Corticolimbic circuitry in adaptive stress coping behavior and subsequent alcohol drinking

Project Summary Individuals with post-traumatic stress disorder (PTSD) consume alcohol as an attempt to alleviate symptoms, which can increase the risk of developing a drinking problem. However, well-adapted coping responses to stress may protect against development of PTSD and mitigate subsequent alcohol use. Further, not only are women

twice as likely as men to suffer from PTSD, but certain individuals may be more susceptible or resilient in adapting to stressful events. This suggests specific brain mechanisms that mediate sex differences in response to stress and also individual differences in coping responses may mitigate against lasting consequences of stress

such as alcohol consumption. In this proposal, I will investigate how failure to engage in adaptive coping strategies to stress may be driven by hypofunctioning between corticolimbic regions specifically the prelimbic (PrL) cortex and the basolateral amygdala (BLA), and whether increases in endocannabinoid signaling can

restore this maladaptive behavior. I utilize an animal model of stress exposure to the predator odor TMT, which produces distinct coping behaviors between male and female rats, as well as individual differences in subsequent increases in alcohol self-administration. Using this model, I will utilize a variety of chemogenetic,

electrophysiological and optogenetic techniques to directly manipulate the PrLBLA circuit and examine its functional role in driving adaptive responses to stress and alcohol self-administration in male and female rats. Further, I will investigate the direct role of endocannabinoid signaling in modulating maladaptive versus adaptive

coping responses and whether this signaling can act as a protective mechanism against later escalations in alcohol self-administration.

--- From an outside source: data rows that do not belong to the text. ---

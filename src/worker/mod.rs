//! Background worker context: request interception with per-class cache
//! strategies, and reconnect-triggered replay of failed transcription
//! requests.
//!
//! The worker shares nothing with the application context except the
//! durable store and the message protocol in [`messages`].
mod cache;
mod classify;
mod controller;
mod messages;
mod retry;

pub use cache::{CacheStore, StoredResponse};
pub use classify::{FetchRequest, RequestClass, classify};
pub use controller::{
    APP_SHELL, DYNAMIC_CACHE, HttpFetcher, OfflineController, RemoteFetch, STATIC_CACHE,
    WorkerState,
};
pub use messages::{ClientMessage, WorkerEvent};
pub use retry::RetryQueue;
//! Durable replay of transcription requests that failed while offline.
//!
//! Entries wait in the failed-request collection until a reconnect signal
//! arrives; a drain pass then replays them oldest first. There is no
//! backoff and no retry cap: an entry stays queued until a replay
//! succeeds or the queue is cleared.

use std::sync::Arc;

use tokio::sync::{broadcast, mpsc};
use tracing::{info, warn};

use crate::providers::TranscriptionResponse;
use crate::service::StorageService;
use crate::types::{NewTranscription, RequestDescriptor, now_millis};

use super::classify::FetchRequest;
use super::controller::RemoteFetch;
use super::messages::WorkerEvent;

/// Replays queued transcription requests once connectivity returns
pub struct RetryQueue {
    storage: Arc<StorageService>,
    fetcher: Arc<dyn RemoteFetch>,
    events: broadcast::Sender<WorkerEvent>,
}

impl RetryQueue {
    pub fn new(storage: Arc<StorageService>, fetcher: Arc<dyn RemoteFetch>) -> Self {
        let (events, _) = broadcast::channel(32);
        Self {
            storage,
            fetcher,
            events,
        }
    }

    /// Listen for events emitted on successful replays
    pub fn subscribe(&self) -> broadcast::Receiver<WorkerEvent> {
        self.events.subscribe()
    }

    /// Sender half of the event channel, for sharing with the controller
    pub fn events(&self) -> broadcast::Sender<WorkerEvent> {
        self.events.clone()
    }

    /// Persist a failed request for later replay. Returns the queue id.
    pub fn enqueue(&self, descriptor: RequestDescriptor, body: Vec<u8>) -> Option<String> {
        self.storage.enqueue_failed_request(descriptor, body)
    }

    /// Replay every queued entry once, oldest first. Entries whose replay
    /// fails stay queued for the next pass. Returns the number of entries
    /// replayed successfully.
    pub async fn drain(&self) -> usize {
        let pending = self.storage.pending_failed_requests();
        if pending.is_empty() {
            return 0;
        }
        info!("Replaying {} queued transcription request(s)", pending.len());

        let mut replayed = 0;
        for entry in pending {
            let mut request = FetchRequest::post(entry.descriptor.url.clone(), entry.body.clone());
            request.headers = entry.descriptor.headers.clone();

            let response = match self.fetcher.fetch(&request).await {
                Ok(response) if response.is_success() => response,
                Ok(response) => {
                    warn!("Replay of {} failed: HTTP {}", entry.id, response.status);
                    continue;
                }
                Err(e) => {
                    warn!("Replay of {} failed: {e}", entry.id);
                    continue;
                }
            };

            let result: TranscriptionResponse = match serde_json::from_slice(&response.body) {
                Ok(result) => result,
                Err(e) => {
                    warn!("Replay of {} returned an unreadable body: {e}", entry.id);
                    continue;
                }
            };

            let stored = self.storage.store_transcription(NewTranscription {
                id: Some(entry.id.clone()),
                filename: format!("transcription-{}.txt", now_millis()),
                original_name: entry.descriptor.original_name.clone(),
                text: result.text.clone(),
                model: entry.descriptor.model.clone(),
                language: entry.descriptor.language.clone(),
                duration: None,
                file_size: entry.descriptor.file_size,
            });
            if stored.is_none() {
                warn!("Replay of {} succeeded but the result was not stored", entry.id);
                continue;
            }

            self.storage.remove_failed_request(&entry.id);
            let _ = self.events.send(WorkerEvent::TranscriptionCompleted {
                id: entry.id.clone(),
                data: result,
            });
            replayed += 1;
        }

        replayed
    }

    /// Drain once per reconnect signal until the channel closes
    pub async fn run(&self, mut reconnect: mpsc::Receiver<()>) {
        while reconnect.recv().await.is_some() {
            self.drain().await;
        }
    }
}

The K99 portion of this proposal involves extensive training using chemogenetic and cell-specific molecular approaches and advanced electrophysiological techniques to probe both functional

changes and in vivo neuroadaptive responses. This training will provide me with a stronger neuroscience foundation which will be critical to increase my competitiveness on the job market and will be important in my independent career. Uncovering the neural mechanisms that drive maladaptive coping behavior and subsequent

alcohol self-administration within the K99 portion will provide future directions for the R00 phase. Studies within the R00 phase will specifically assess whether endocannabinoids can directly restore PrL hypofunctioning that leads to dysregulated neuroadaptations within the BLA and central amygdala (CeA) circuitry that drives

behavioral outcomes to stress. Together, completion of these aims will establish corticolimbic circuitry and endocannabinoid mechanisms that drive coping strategies during predator odor stress and alcohol drinking. Additionally, studies in this application will further my long-term research goal which is to elucidate

neurobiological mechanisms that underlie sex differences in comorbid alcohol use and PTSD.